The energies and RMSD plots (Fig. 4) demonstrated a well-behaved MD simulation for both the wt and G48V-SQV systems. After 400 ps, the RMSD fluctuates 1.27–1.78 Å for the wt and 1.29–1.80 Å for the mutant. The fluctuation is <0.5 Å over the entire production phase. This structural fluctuation is not uncommon in the typical MD simulation of protein, indicating the reliable equilibration of the system in this study. In Table 3, the low RMSD values calculated from 100 snapshot structures taken from the production phase suggested the structures in each set were similar to each other. This allows useful information to be extracted from the MD trajectories. Analysis of some statistic quantities such as structure and dynamics was performed from the trajectories of wt-mono25 and mt-mono25 systems.

FIGURE 4.

FIGURE 4

Plots of the energies (A) and RMSDs (B) versus the simulation time for the wt and G48V-SQV complex. The obtained RMSD was computed using the structure at t = 0 as a reference.

TABLE 3.

Mean global RMSD values calculated from a set of 100 snapshot structures of the 600 ps production phase

〈RMSD〉(Å)
Dipro Mono25 Mono25′ Unpro
wt Backbone 0.90 ± 0.13 0.86 ± 0.12 0.87 ± 0.11 0.83 ± 0.11
Heavy atoms 1.56 ± 0.22 1.45 ± 0.17 1.48 ± 0.18 1.39 ± 0.15
G48V Backbone 0.83 ± 0.11 0.86 ± 0.13 0.85 ± 0.12 0.86 ± 0.12
Heavy atoms 1.39 ± 0.18 1.52 ± 0.22 1.51 ± 0.21 1.47 ± 0.19

Structural similarity between the wild-type and the mutant

The global backbone RMSD of the x-ray versus the average MD structure of the wt of 1.04 Å indicates that overall main-chain structures of the complex in the crystal state and in solution are similar. In addition, comparison of the two average MD structures between the wt and the G48V mutant resulted in a backbone RMSD of 0.70 Å. This suggests that the tertiary structure of the G48V mutant was insignificantly different from the native enzyme.
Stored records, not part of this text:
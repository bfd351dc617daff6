//! Rental cost estimate for a batch's VM fleet
//!
//! Everything here is pure: the same input always yields the same breakdown,
//! so callers recompute on every query instead of caching.

use chrono::NaiveDate;
use serde::{Deserialize, Serialize};

use crate::models::{VmConfig, VmType};
use crate::{Error, Result};

/// Per-unit rates. Defaults are per VM per day, plus a flat support fee per day.
#[derive(Debug, Clone, Copy, PartialEq, Eq, Serialize, Deserialize)]
#[serde(default)]
pub struct PricingRates {
    pub vm_per_day: u64,
    pub storage_per_day: u64,
    pub network_per_day: u64,
    pub support_per_day: u64,
}

impl Default for PricingRates {
    fn default() -> Self {
        Self {
            vm_per_day: 50,
            storage_per_day: 5,
            network_per_day: 2,
            support_per_day: 10,
        }
    }
}

/// The form state the estimate is derived from.
#[derive(Debug, Clone, PartialEq, Eq)]
pub struct PricingInput {
    pub vm_type: VmType,
    pub template_count: usize,
    pub participant_count: u32,
    pub admin_count: u32,
    pub vm_start_date: Option<NaiveDate>,
    pub vm_end_date: Option<NaiveDate>,
}

impl From<&VmConfig> for PricingInput {
    fn from(config: &VmConfig) -> Self {
        Self {
            vm_type: config.vm_type,
            template_count: config.templates.len(),
            participant_count: config.participant_count,
            admin_count: config.admin_count,
            vm_start_date: config.vm_start_date,
            vm_end_date: config.vm_end_date,
        }
    }
}

#[derive(Debug, Clone, Copy, PartialEq, Eq, Default, Serialize)]
pub struct PricingBreakdown {
    pub vm_cost: u64,
    pub storage_cost: u64,
    pub network_cost: u64,
    pub support_cost: u64,
    pub total_vms: u64,
    pub days: u64,
    pub total: u64,
}

/// `(multi ? templates : 1) * participants + admins`
pub fn total_vms(vm_type: VmType, template_count: usize, participant_count: u32, admin_count: u32) -> Result<u64> {
    let per_participant = match vm_type {
        VmType::Single => 1,
        VmType::Multi => u64::try_from(template_count).map_err(|_| too_large("template count"))?,
    };
    per_participant
        .checked_mul(u64::from(participant_count))
        .and_then(|n| n.checked_add(u64::from(admin_count)))
        .ok_or_else(|| too_large("VM count"))
}

fn too_large(what: &str) -> Error {
    Error::Validation(format!("{} is too large to price", what))
}

/// `vms * rate * days`, failing instead of wrapping.
fn line_cost(vms: u64, rate: u64, days: u64, item: &str) -> Result<u64> {
    vms.checked_mul(rate)
        .and_then(|n| n.checked_mul(days))
        .ok_or_else(|| too_large(item))
}

/// Inclusive day count; zero when either date is missing or the range is inverted.
pub fn rental_days(start: Option<NaiveDate>, end: Option<NaiveDate>) -> u64 {
    match (start, end) {
        (Some(start), Some(end)) if end >= start => (end - start).num_days() as u64 + 1,
        _ => 0,
    }
}

/// Fails with `Error::Validation` when the fleet or range is too large to
/// represent the cost.
pub fn estimate(input: &PricingInput, rates: &PricingRates) -> Result<PricingBreakdown> {
    let total_vms = total_vms(
        input.vm_type,
        input.template_count,
        input.participant_count,
        input.admin_count,
    )?;
    let days = rental_days(input.vm_start_date, input.vm_end_date);

    let vm_cost = line_cost(total_vms, rates.vm_per_day, days, "VM cost")?;
    let storage_cost = line_cost(total_vms, rates.storage_per_day, days, "storage cost")?;
    let network_cost = line_cost(total_vms, rates.network_per_day, days, "network cost")?;
    let support_cost = line_cost(1, rates.support_per_day, days, "support cost")?;

    let total = [vm_cost, storage_cost, network_cost, support_cost]
        .into_iter()
        .try_fold(0u64, u64::checked_add)
        .ok_or_else(|| too_large("total cost"))?;

    Ok(PricingBreakdown {
        vm_cost,
        storage_cost,
        network_cost,
        support_cost,
        total_vms,
        days,
        total,
    })
}

#[cfg(test)]
mod tests {
    use super::*;

    fn date(d: u32) -> NaiveDate {
        NaiveDate::from_ymd_opt(2024, 1, d).unwrap()
    }

    fn single(participants: u32, admins: u32) -> PricingInput {
        PricingInput {
            vm_type: VmType::Single,
            template_count: 1,
            participant_count: participants,
            admin_count: admins,
            vm_start_date: Some(date(1)),
            vm_end_date: Some(date(5)),
        }
    }

    #[test]
    fn test_reference_estimate() {
        let b = estimate(&single(10, 1), &PricingRates::default()).unwrap();
        assert_eq!(b.days, 5);
        assert_eq!(b.total_vms, 11);
        assert_eq!(b.vm_cost, 2750);
        assert_eq!(b.storage_cost, 275);
        assert_eq!(b.network_cost, 110);
        assert_eq!(b.support_cost, 50);
        assert_eq!(b.total, 3185);
    }

    #[test]
    fn test_multi_counts_templates() {
        let input = PricingInput {
            vm_type: VmType::Multi,
            template_count: 3,
            ..single(4, 2)
        };
        assert_eq!(estimate(&input, &PricingRates::default()).unwrap().total_vms, 14);
    }

    #[test]
    fn test_single_ignores_template_count() {
        let input = PricingInput {
            template_count: 3,
            ..single(4, 0)
        };
        assert_eq!(estimate(&input, &PricingRates::default()).unwrap().total_vms, 4);
    }

    #[test]
    fn test_missing_dates_cost_nothing() {
        let input = PricingInput {
            vm_end_date: None,
            ..single(10, 1)
        };
        let b = estimate(&input, &PricingRates::default()).unwrap();
        assert_eq!(b.days, 0);
        assert_eq!(b.total, 0);
        assert_eq!(b.total_vms, 11);
    }

    #[test]
    fn test_same_day_counts_once() {
        assert_eq!(rental_days(Some(date(3)), Some(date(3))), 1);
        assert_eq!(rental_days(Some(date(3)), Some(date(2))), 0);
    }

    #[test]
    fn test_estimate_is_repeatable() {
        let input = single(7, 1);
        let rates = PricingRates::default();
        assert_eq!(estimate(&input, &rates).unwrap(), estimate(&input, &rates).unwrap());
    }

    #[test]
    fn test_huge_fleet_is_rejected() {
        let input = PricingInput {
            vm_type: VmType::Multi,
            template_count: 1_000_000,
            participant_count: u32::MAX,
            admin_count: 0,
            vm_start_date: NaiveDate::from_ymd_opt(2000, 1, 1),
            vm_end_date: NaiveDate::from_ymd_opt(2100, 1, 1),
        };
        let err = estimate(&input, &PricingRates::default()).unwrap_err();
        assert!(err.is_validation());
    }

    #[test]
    fn test_vm_count_overflow() {
        assert!(total_vms(VmType::Multi, usize::MAX, u32::MAX, u32::MAX).is_err());
        assert_eq!(
            total_vms(VmType::Single, 0, u32::MAX, u32::MAX).unwrap(),
            2 * u64::from(u32::MAX)
        );
    }

    #[test]
    fn test_total_overflow_without_line_overflow() {
        let rates = PricingRates {
            vm_per_day: u64::MAX / 2,
            storage_per_day: u64::MAX / 2,
            network_per_day: 0,
            support_per_day: 0,
        };
        let input = PricingInput {
            vm_end_date: Some(date(1)),
            ..single(1, 0)
        };
        assert!(estimate(&input, &rates).is_ok());
        let input = PricingInput { admin_count: 1, ..input };
        assert!(estimate(&input, &rates).unwrap_err().is_validation());
    }
}
//! Background completion tasks with per-batch cancellation
//!
//! Every async workflow step runs as a task under a batch scope. Cancelling a
//! scope (workflow reset) or the root (shutdown) stops pending tasks before
//! they touch the store.

use std::collections::HashMap;
use std::future::Future;

use parking_lot::Mutex;
use tokio::runtime::Handle;
use tokio_util::sync::CancellationToken;
use tokio_util::task::TaskTracker;

use crate::{Error, Result};

pub(crate) struct BackgroundTasks {
    handle: Handle,
    root: CancellationToken,
    tracker: TaskTracker,
    scopes: Mutex<HashMap<String, CancellationToken>>,
}

impl BackgroundTasks {
    /// Bind to the runtime the caller is running on.
    pub fn current() -> Result<Self> {
        let handle = Handle::try_current().map_err(|e| Error::Runtime(e.to_string()))?;
        Ok(Self::new(handle))
    }

    pub fn new(handle: Handle) -> Self {
        Self {
            handle,
            root: CancellationToken::new(),
            tracker: TaskTracker::new(),
            scopes: Mutex::new(HashMap::new()),
        }
    }

    pub fn ensure_running(&self) -> Result<()> {
        if self.root.is_cancelled() {
            Err(Error::ShutDown)
        } else {
            Ok(())
        }
    }

    fn scope(&self, batch_id: &str) -> CancellationToken {
        self.scopes
            .lock()
            .entry(batch_id.to_string())
            .or_insert_with(|| self.root.child_token())
            .clone()
    }

    /// Run `task` under the batch scope. The task receives the scope token
    /// and is expected to race its work against `cancelled()`.
    pub fn spawn<F, Fut>(&self, batch_id: &str, task: F)
    where
        F: FnOnce(CancellationToken) -> Fut,
        Fut: Future<Output = ()> + Send + 'static,
    {
        let token = self.scope(batch_id);
        self.tracker.spawn_on(task(token), &self.handle);
    }

    /// Cancel everything pending for a batch. Later spawns get a fresh scope.
    pub fn cancel_batch(&self, batch_id: &str) {
        if let Some(token) = self.scopes.lock().remove(batch_id) {
            tracing::debug!(batch = %batch_id, "Cancelling pending tasks");
            token.cancel();
        }
    }

    pub fn pending(&self) -> usize {
        self.tracker.len()
    }

    /// Cancel all scopes and wait for every task to finish.
    pub async fn shutdown(&self) {
        self.root.cancel();
        self.tracker.close();
        self.tracker.wait().await;
        self.scopes.lock().clear();
    }

    /// Synchronous half of shutdown, for `Drop`.
    pub fn cancel_all(&self) {
        self.root.cancel();
        self.tracker.close();
    }
}

#[cfg(test)]
mod tests {
    use super::*;
    use std::sync::atomic::{AtomicUsize, Ordering};
    use std::sync::Arc;
    use std::time::Duration;

    fn counting_task(counter: Arc<AtomicUsize>) -> impl FnOnce(CancellationToken) -> std::pin::Pin<Box<dyn Future<Output = ()> + Send>> {
        move |token| {
            Box::pin(async move {
                tokio::select! {
                    _ = token.cancelled() => {}
                    _ = tokio::time::sleep(Duration::from_secs(1)) => {
                        counter.fetch_add(1, Ordering::SeqCst);
                    }
                }
            })
        }
    }

    #[tokio::test(start_paused = true)]
    async fn test_task_runs_to_completion() {
        let tasks = BackgroundTasks::current().unwrap();
        let counter = Arc::new(AtomicUsize::new(0));
        tasks.spawn("batch-1", counting_task(counter.clone()));

        tokio::time::sleep(Duration::from_secs(2)).await;
        assert_eq!(counter.load(Ordering::SeqCst), 1);
    }

    #[tokio::test(start_paused = true)]
    async fn test_cancel_batch_only_hits_that_batch() {
        let tasks = BackgroundTasks::current().unwrap();
        let counter = Arc::new(AtomicUsize::new(0));
        tasks.spawn("batch-1", counting_task(counter.clone()));
        tasks.spawn("batch-2", counting_task(counter.clone()));

        tasks.cancel_batch("batch-1");
        tokio::time::sleep(Duration::from_secs(2)).await;
        assert_eq!(counter.load(Ordering::SeqCst), 1);
    }

    #[tokio::test(start_paused = true)]
    async fn test_shutdown_waits_and_rejects() {
        let tasks = BackgroundTasks::current().unwrap();
        let counter = Arc::new(AtomicUsize::new(0));
        tasks.spawn("batch-1", counting_task(counter.clone()));

        tasks.shutdown().await;
        assert_eq!(tasks.pending(), 0);
        assert_eq!(counter.load(Ordering::SeqCst), 0);
        assert!(matches!(tasks.ensure_running(), Err(Error::ShutDown)));
    }

    #[test]
    fn test_requires_runtime() {
        assert!(matches!(BackgroundTasks::current(), Err(Error::Runtime(_))));
    }
}
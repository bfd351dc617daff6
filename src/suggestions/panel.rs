//! Suggestion panel state: open flag, dismissals, live list

use std::collections::{BTreeSet, HashSet};

use super::context::ContextSnapshot;
use super::engine::{suggest, Suggestion};
use super::location::{BatchTab, Location, SuggestionAction};

/// Where selecting a suggestion takes the operator
#[derive(Debug, Clone, PartialEq, Eq)]
pub enum Navigation {
    Stay,
    Navigate(Location),
    FocusTab { location: Location, tab: BatchTab },
}

#[derive(Debug, Default)]
pub struct SuggestionPanel {
    is_open: bool,
    dismissed: HashSet<String>,
    completed_actions: BTreeSet<String>,
    location: Location,
    live: Vec<Suggestion>,
}

impl SuggestionPanel {
    pub fn new() -> Self {
        Self::default()
    }

    pub fn is_open(&self) -> bool {
        self.is_open
    }

    pub fn open(&mut self) {
        self.is_open = true;
    }

    pub fn close(&mut self) {
        self.is_open = false;
    }

    pub fn toggle(&mut self) -> bool {
        self.is_open = !self.is_open;
        self.is_open
    }

    pub fn location(&self) -> &Location {
        &self.location
    }

    /// Hide a suggestion for the rest of the session.
    pub fn dismiss(&mut self, id: &str) {
        if self.dismissed.insert(id.to_string()) {
            tracing::debug!(suggestion = %id, "Suggestion dismissed");
        }
    }

    pub fn is_dismissed(&self, id: &str) -> bool {
        self.dismissed.contains(id)
    }

    pub fn reset_dismissed(&mut self) {
        self.dismissed.clear();
    }

    pub fn completed_actions(&self) -> &BTreeSet<String> {
        &self.completed_actions
    }

    /// Recompute the list for a new location or changed state.
    pub fn refresh(&mut self, location: Location, ctx: &ContextSnapshot) {
        self.live = suggest(&location, ctx);
        self.location = location;
    }

    /// The live list minus dismissed entries.
    pub fn visible(&self) -> Vec<Suggestion> {
        self.live
            .iter()
            .filter(|s| !self.dismissed.contains(s.id))
            .cloned()
            .collect()
    }

    /// Act on a visible suggestion. The suggestion is dismissed either way.
    pub fn select(&mut self, id: &str) -> Option<Navigation> {
        let suggestion = self
            .live
            .iter()
            .find(|s| s.id == id && !self.dismissed.contains(s.id))?
            .clone();

        self.dismiss(id);
        if suggestion.action != SuggestionAction::None {
            self.completed_actions.insert(suggestion.action.to_string());
        }

        let navigation = match suggestion.action {
            SuggestionAction::None => Navigation::Stay,
            SuggestionAction::Tab(tab) => match self.location.batch_id() {
                Some(batch_id) => Navigation::FocusTab {
                    location: Location::batch(batch_id),
                    tab,
                },
                None => Navigation::Stay,
            },
            SuggestionAction::Navigate(location) => Navigation::Navigate(location),
        };
        tracing::debug!(suggestion = %id, ?navigation, "Suggestion selected");
        Some(navigation)
    }
}

#[cfg(test)]
mod tests {
    use super::*;
    use crate::suggestions::BatchFlags;

    fn empty() -> ContextSnapshot {
        ContextSnapshot::default()
    }

    fn batch_ctx() -> ContextSnapshot {
        ContextSnapshot {
            has_batches: true,
            has_templates: true,
            batch: Some(BatchFlags {
                batch_id: "batch-7".into(),
                ..Default::default()
            }),
        }
    }

    #[test]
    fn test_open_close_toggle() {
        let mut panel = SuggestionPanel::new();
        assert!(!panel.is_open());
        assert!(panel.toggle());
        panel.close();
        assert!(!panel.is_open());
        panel.open();
        assert!(panel.is_open());
    }

    #[test]
    fn test_dismissal_survives_refresh() {
        let mut panel = SuggestionPanel::new();
        panel.refresh(Location::Dashboard, &empty());
        assert_eq!(panel.visible().len(), 2);

        panel.dismiss("create-first-batch");
        for _ in 0..3 {
            panel.refresh(Location::Dashboard, &empty());
            assert!(panel.visible().iter().all(|s| s.id != "create-first-batch"));
        }
        panel.refresh(Location::Batches, &empty());
        assert!(panel.visible().is_empty());

        panel.reset_dismissed();
        panel.refresh(Location::Batches, &empty());
        assert_eq!(panel.visible()[0].id, "create-first-batch");
    }

    #[test]
    fn test_select_route_action() {
        let mut panel = SuggestionPanel::new();
        panel.refresh(Location::Dashboard, &empty());

        let nav = panel.select("add-vm-template").unwrap();
        assert_eq!(nav, Navigation::Navigate(Location::VmTemplates));
        assert!(panel.is_dismissed("add-vm-template"));
        assert!(panel.completed_actions().contains("/vm-templates"));
        assert!(panel.select("add-vm-template").is_none());
    }

    #[test]
    fn test_select_tab_action() {
        let mut panel = SuggestionPanel::new();
        panel.refresh(Location::batch("batch-7"), &batch_ctx());

        let nav = panel.select("enroll-students").unwrap();
        assert_eq!(
            nav,
            Navigation::FocusTab {
                location: Location::batch("batch-7"),
                tab: BatchTab::Students,
            }
        );
        assert!(panel.completed_actions().contains("tab:students"));
    }

    #[test]
    fn test_select_none_action_only_dismisses() {
        let mut panel = SuggestionPanel::new();
        let mut ctx = batch_ctx();
        if let Some(flags) = ctx.batch.as_mut() {
            flags.trainer_vm = crate::suggestions::TrainerVmStatus::Provisioning;
        }
        panel.refresh(Location::batch("batch-7"), &ctx);

        assert_eq!(panel.select("trainer-vm-provisioning"), Some(Navigation::Stay));
        assert!(panel.is_dismissed("trainer-vm-provisioning"));
        assert!(panel.completed_actions().is_empty());
    }

    #[test]
    fn test_select_unknown() {
        let mut panel = SuggestionPanel::new();
        panel.refresh(Location::Dashboard, &empty());
        assert!(panel.select("does-not-exist").is_none());
        assert!(panel.completed_actions().is_empty());
    }
}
Detailed analysis of RMSD per residue is illustrated in Fig. 5. One can see that most regions of the enzyme, except for the flexible loop of the first subunit, exhibited a small difference in backbone conformation of the wt enzyme with respect to the mutant. Particularly, RMSDs of E21–D30 residues, covering the triad sequence of the enzyme, were in a range from 0.11 to 0.36 Å. This indicates no essential structure alteration of the main-chain hydroxyethylene isostere of SQV and the surrounding residues. Thus, the contacts between the hydroxyl of SQV and the active site residues were independent of the amino acid substitution at residue 48. This result supported the evidence discussed previously that interaction energies of the two triad residues and saquinavir were not significantly changed by mutation of G48V.

FIGURE 5.

FIGURE 5

Backbone RMSD between the wild-type and the G48V structure.

Structural difference between the wild-type and the mutant

In Fig. 5, the apparent difference between the wt and the mutant HIV-1 PR-SQV complexes was observed around the protein flap (residues 46–55). In this region, overall RMSD values of chain A were relatively greater than those of chain B (Fig. 6). The structure of the flap B of the G48V is similar to that of the wt enzyme, whereas the β-hairpin structure of the flap A of the mutant does not superimpose well. Surprisingly, the tip of flap A of the G48V-SQV complex shifted slightly toward the twofold axis of symmetry of HIV-1 PR. However, distance separations between the tips, residues 49–51 in the mutant, were not significantly different from that in the wt complex.

FIGURE 6.

FIGURE 6

HIV-1 PR flap structures of the wt (green) and the G48V (yellow and blue). Some selected residues and saquinavir are presented in stick mode. Hydrogen atoms of the enzyme are not shown for simplification.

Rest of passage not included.